Your first record, See Red, came out in the 90’s, a particularly robust time for women in music.
Alanis [Morissette] had just come out before my first record came out! She was saying things and putting thoughts and words into lyrics that had been taboo before. Lilith Fair was up and running. It was a time where we had more access plus it was the start of the digital movement in music; you had Napster and MP3.com. You didn’t need a record label to reach an audience. That was, I think, the start of indie music. You could just put your song up on MP3.com and somebody in Germany would hear it. What happened for me was somebody would say, “Oh, I love your music! When are you going to tour in Germany?” I was always very adventurous and music was the key to that adventure. So I didn’t fight it because I wasn’t on a label; I used it as free distribution. I went to Germany and Ireland that way, just by people who found my music on the internet.
So you were an early adapter to digital distribution!
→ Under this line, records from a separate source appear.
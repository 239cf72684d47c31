//! Position state and the single mutation entry point.

use std::sync::{Mutex, PoisonError};

use gwk_events::ExecutionSide;
use gwk_orders::CompletedOrder;
use serde::{Deserialize, Serialize};

// ---------------------------------------------------------------------------
// Position
// ---------------------------------------------------------------------------

/// Net position for one strategy. Signed quantity: +long, -short.
#[derive(Debug, Clone, Copy, Default, PartialEq, Eq, Serialize, Deserialize)]
pub struct Position {
    pub qty: i64,
    /// Average entry price in integer micros. Zero when flat.
    pub avg_price_micros: i64,
}

impl Position {
    pub fn is_flat(&self) -> bool {
        self.qty == 0
    }
}

// ---------------------------------------------------------------------------
// PositionError
// ---------------------------------------------------------------------------

/// Faults raised while applying a completed order.
///
/// Any of these leaves the position unmodified. The dispatcher boundary
/// reports them; with fail-closed retention enabled the triggering order
/// stays in the open-order registry for a later retry.
#[derive(Debug, Clone, PartialEq, Eq)]
pub enum PositionError {
    /// Completed order carried a non-positive quantity.
    NonPositiveQuantity { order_id: i64, quantity: i64 },
    /// Netting the order into the position would overflow `i64`.
    QuantityOverflow { order_id: i64 },
}

impl std::fmt::Display for PositionError {
    fn fmt(&self, f: &mut std::fmt::Formatter<'_>) -> std::fmt::Result {
        match self {
            PositionError::NonPositiveQuantity { order_id, quantity } => write!(
                f,
                "completed order {order_id} has non-positive quantity {quantity}"
            ),
            PositionError::QuantityOverflow { order_id } => {
                write!(f, "applying completed order {order_id} overflows position qty")
            }
        }
    }
}

impl std::error::Error for PositionError {}

// ---------------------------------------------------------------------------
// PositionManager
// ---------------------------------------------------------------------------

/// Owns one strategy's [`Position`]; internally synchronized so the
/// dispatcher writes while reporting readers on other threads take
/// consistent snapshots.
///
/// Exactly-once discipline is not enforced here — it is guaranteed upstream
/// by the open-order registry removing an order the moment its completion
/// apply succeeds.
#[derive(Debug, Default)]
pub struct PositionManager {
    position: Mutex<Position>,
}

impl PositionManager {
    pub fn new() -> Self {
        Self::default()
    }

    /// Net a completed order into the position.
    ///
    /// Average entry price handling:
    /// - opening or adding to a position → quantity-weighted average;
    /// - reducing toward flat → average unchanged;
    /// - flat after the order → average reset to 0;
    /// - direction flip → the residual position opens at the order's price.
    ///
    /// # Errors
    /// See [`PositionError`]. All validation happens before any mutation.
    pub fn apply_completed(&self, order: &CompletedOrder) -> Result<(), PositionError> {
        if order.quantity <= 0 {
            return Err(PositionError::NonPositiveQuantity {
                order_id: order.order_id,
                quantity: order.quantity,
            });
        }

        let delta = match order.side {
            ExecutionSide::Buy => order.quantity,
            ExecutionSide::Sell => -order.quantity,
        };

        let mut pos = self.lock();
        let old = *pos;

        let new_qty = old
            .qty
            .checked_add(delta)
            .ok_or(PositionError::QuantityOverflow {
                order_id: order.order_id,
            })?;

        let new_avg = if new_qty == 0 {
            0
        } else if old.qty == 0 || old.qty.signum() != new_qty.signum() {
            // Fresh position, or flipped through zero: residual opens at the
            // order's price.
            order.avg_price_micros
        } else if new_qty.abs() > old.qty.abs() {
            // Added to the position: weight the average over both lots.
            let old_abs = old.qty.abs() as i128;
            let add_abs = delta.abs() as i128;
            let notional =
                old.avg_price_micros as i128 * old_abs + order.avg_price_micros as i128 * add_abs;
            (notional / (old_abs + add_abs)) as i64
        } else {
            // Reduced toward flat: entry average is unchanged.
            old.avg_price_micros
        };

        *pos = Position {
            qty: new_qty,
            avg_price_micros: new_avg,
        };
        Ok(())
    }

    /// Consistent point-in-time copy for readers.
    pub fn snapshot(&self) -> Position {
        *self.lock()
    }

    fn lock(&self) -> std::sync::MutexGuard<'_, Position> {
        self.position.lock().unwrap_or_else(PoisonError::into_inner)
    }
}

// ---------------------------------------------------------------------------
// Unit tests
// ---------------------------------------------------------------------------

#[cfg(test)]
mod tests {
    use super::*;
    use gwk_events::StrategyId;

    fn completed(side: ExecutionSide, qty: i64, price_micros: i64) -> CompletedOrder {
        CompletedOrder {
            order_id: 1,
            strategy: StrategyId(0),
            symbol: "ES".to_string(),
            side,
            quantity: qty,
            avg_price_micros: price_micros,
        }
    }

    #[test]
    fn open_then_add_weights_average() {
        let pm = PositionManager::new();
        pm.apply_completed(&completed(ExecutionSide::Buy, 100, 10_000_000))
            .unwrap();
        pm.apply_completed(&completed(ExecutionSide::Buy, 100, 12_000_000))
            .unwrap();
        let p = pm.snapshot();
        assert_eq!(p.qty, 200);
        assert_eq!(p.avg_price_micros, 11_000_000);
    }

    #[test]
    fn reduce_keeps_entry_average() {
        let pm = PositionManager::new();
        pm.apply_completed(&completed(ExecutionSide::Buy, 100, 10_000_000))
            .unwrap();
        pm.apply_completed(&completed(ExecutionSide::Sell, 40, 15_000_000))
            .unwrap();
        let p = pm.snapshot();
        assert_eq!(p.qty, 60);
        assert_eq!(p.avg_price_micros, 10_000_000);
    }

    #[test]
    fn flat_resets_average() {
        let pm = PositionManager::new();
        pm.apply_completed(&completed(ExecutionSide::Buy, 100, 10_000_000))
            .unwrap();
        pm.apply_completed(&completed(ExecutionSide::Sell, 100, 15_000_000))
            .unwrap();
        assert_eq!(pm.snapshot(), Position::default());
    }

    #[test]
    fn flip_opens_residual_at_order_price() {
        let pm = PositionManager::new();
        pm.apply_completed(&completed(ExecutionSide::Buy, 100, 10_000_000))
            .unwrap();
        pm.apply_completed(&completed(ExecutionSide::Sell, 150, 15_000_000))
            .unwrap();
        let p = pm.snapshot();
        assert_eq!(p.qty, -50);
        assert_eq!(p.avg_price_micros, 15_000_000);
    }

    #[test]
    fn failed_apply_leaves_position_unmodified() {
        let pm = PositionManager::new();
        pm.apply_completed(&completed(ExecutionSide::Buy, 100, 10_000_000))
            .unwrap();
        let before = pm.snapshot();

        let err = pm
            .apply_completed(&completed(ExecutionSide::Buy, 0, 10_000_000))
            .unwrap_err();
        assert!(matches!(err, PositionError::NonPositiveQuantity { .. }));
        assert_eq!(pm.snapshot(), before);

        let err = pm
            .apply_completed(&completed(ExecutionSide::Buy, i64::MAX, 10_000_000))
            .unwrap_err();
        assert!(matches!(err, PositionError::QuantityOverflow { .. }));
        assert_eq!(pm.snapshot(), before);
    }
}
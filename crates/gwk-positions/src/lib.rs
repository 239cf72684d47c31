//! gwk-positions
//!
//! Per-strategy position state, fed exactly once per completed order.
//!
//! The order → strategy → position chain is resolved through
//! [`StrategyRegistry`] by [`StrategyId`](gwk_events::StrategyId) — an index
//! lookup, never an embedded back-pointer, so orders and strategies share no
//! ownership cycle.
//!
//! A failed apply leaves the position bit-for-bit unmodified; the caller (the
//! dispatcher boundary) decides whether the completed order is retained for
//! retry or dropped.

mod position;
mod strategies;

pub use position::{Position, PositionError, PositionManager};
pub use strategies::{StrategyEntry, StrategyError, StrategyRegistry};
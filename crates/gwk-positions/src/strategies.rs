//! Strategy registry: id-keyed lookup that breaks the order → strategy cycle.

use std::collections::HashMap;
use std::sync::{Arc, PoisonError, RwLock};

use gwk_events::StrategyId;

use crate::position::PositionManager;

// ---------------------------------------------------------------------------
// StrategyEntry
// ---------------------------------------------------------------------------

/// One registered strategy: its market-depth subscription and its position.
///
/// Handed out as `Arc` so the dispatcher can use it after releasing the
/// registry lock.
#[derive(Debug)]
pub struct StrategyEntry {
    pub id: StrategyId,
    pub name: String,
    /// The depth subscription / ticker id whose market book this strategy
    /// trades from. Gateway error 317 targets a book through this id.
    pub ticker_id: i64,
    position: PositionManager,
}

impl StrategyEntry {
    pub fn position(&self) -> &PositionManager {
        &self.position
    }
}

// ---------------------------------------------------------------------------
// StrategyError
// ---------------------------------------------------------------------------

#[derive(Debug, Clone, PartialEq, Eq)]
pub enum StrategyError {
    /// Two strategies cannot share one depth subscription; the ticker id is
    /// how error events are routed back to a single book.
    TickerAlreadyRegistered { ticker_id: i64, existing: StrategyId },
}

impl std::fmt::Display for StrategyError {
    fn fmt(&self, f: &mut std::fmt::Formatter<'_>) -> std::fmt::Result {
        match self {
            StrategyError::TickerAlreadyRegistered { ticker_id, existing } => write!(
                f,
                "ticker id {ticker_id} is already registered to {existing}"
            ),
        }
    }
}

impl std::error::Error for StrategyError {}

// ---------------------------------------------------------------------------
// StrategyRegistry
// ---------------------------------------------------------------------------

/// All registered strategies, addressable by [`StrategyId`] (order
/// completion path) and by ticker id (error-code 317 path).
#[derive(Debug, Default)]
pub struct StrategyRegistry {
    inner: RwLock<Inner>,
}

#[derive(Debug, Default)]
struct Inner {
    entries: HashMap<StrategyId, Arc<StrategyEntry>>,
    by_ticker: HashMap<i64, StrategyId>,
    next_id: u32,
}

impl StrategyRegistry {
    pub fn new() -> Self {
        Self::default()
    }

    /// Register a strategy and allocate its id.
    pub fn register(
        &self,
        name: impl Into<String>,
        ticker_id: i64,
    ) -> Result<StrategyId, StrategyError> {
        let mut inner = self.write();
        if let Some(&existing) = inner.by_ticker.get(&ticker_id) {
            return Err(StrategyError::TickerAlreadyRegistered { ticker_id, existing });
        }
        let id = StrategyId(inner.next_id);
        inner.next_id += 1;
        inner.by_ticker.insert(ticker_id, id);
        inner.entries.insert(
            id,
            Arc::new(StrategyEntry {
                id,
                name: name.into(),
                ticker_id,
                position: PositionManager::new(),
            }),
        );
        Ok(id)
    }

    pub fn get(&self, id: StrategyId) -> Option<Arc<StrategyEntry>> {
        self.read().entries.get(&id).cloned()
    }

    pub fn by_ticker(&self, ticker_id: i64) -> Option<Arc<StrategyEntry>> {
        let inner = self.read();
        let id = inner.by_ticker.get(&ticker_id)?;
        inner.entries.get(id).cloned()
    }

    pub fn len(&self) -> usize {
        self.read().entries.len()
    }

    pub fn is_empty(&self) -> bool {
        self.read().entries.is_empty()
    }

    fn read(&self) -> std::sync::RwLockReadGuard<'_, Inner> {
        self.inner.read().unwrap_or_else(PoisonError::into_inner)
    }

    fn write(&self) -> std::sync::RwLockWriteGuard<'_, Inner> {
        self.inner.write().unwrap_or_else(PoisonError::into_inner)
    }
}

// ---------------------------------------------------------------------------
// Unit tests
// ---------------------------------------------------------------------------

#[cfg(test)]
mod tests {
    use super::*;

    #[test]
    fn register_and_lookup_both_ways() {
        let reg = StrategyRegistry::new();
        let a = reg.register("momentum", 101).unwrap();
        let b = reg.register("reversion", 102).unwrap();
        assert_ne!(a, b);

        assert_eq!(reg.get(a).unwrap().ticker_id, 101);
        assert_eq!(reg.by_ticker(102).unwrap().id, b);
        assert!(reg.by_ticker(999).is_none());
    }

    #[test]
    fn duplicate_ticker_is_rejected() {
        let reg = StrategyRegistry::new();
        let a = reg.register("momentum", 101).unwrap();
        let err = reg.register("copycat", 101).unwrap_err();
        assert_eq!(
            err,
            StrategyError::TickerAlreadyRegistered {
                ticker_id: 101,
                existing: a
            }
        );
        assert_eq!(reg.len(), 1);
    }
}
You can’t spite technology; you can try to make it work for you. I always try to think outside the box. At the beginning, it was getting in front of a large audience. I played with the Bacon Brothers for many years and opened for some amazing well-known acts that would fill theaters and civic centers. As the owner of my music, I made one hundred percent of those sales. I tried not to let the decline of the music business—as it has been portrayed in the media—get in my way.
Switching gears, you’ve reckoned with breast cancer.
I was diagnosed with breast cancer in 2013. Both of my parents had breast cancer—my mom and my dad so did my grandmother on my mom’s side. I was always very vigilant. When I started having some physical changes in my breasts, I went to a breast specialist. I’ve always had dense breast tissue and when you have dense breast tissue, a mammogram is not going to pick up cancer at its earliest stages. The only way I caught it was an MRI.
It’s amazing how intuitive you were, are now still.
You need to listen to your body and you have to be proactive when it comes to your own medical care. I think doctors know medicine but you know your body. If something doesn’t feel right, you get it checked out. It turns out I had a very aggressive cancer but I caught it at the earliest stages. I had a double mastectomy. If I had waited six months, you and I would not be having this conversation.
And how are you doing?
I’m doing great. I’m four and a half years out now. I think maybe that’s why the internal editor is gone. She slows me down from expressing my truth. I know why I’m here: I’m supposed to raise these incredible human beings, I’m here to love my family and friends, and I’m here to make music. I know that and I’m doing it.
It’s important to stay connected to your creativity.
You have to. To me, as an artist, if you don’t honor that, you will go insane. You will explode internally with all of that stuff that you’re creating in your mind. If I don’t get it out, I’m depressed. As soon as depression starts to creep in, I know what I have to do. Number one, I need to exercise and number two, I need to write. Sit down, write a song, sing, anything. I need to honor that gift. You’re given a gift because you’re supposed to give it back and that giving is the outlet.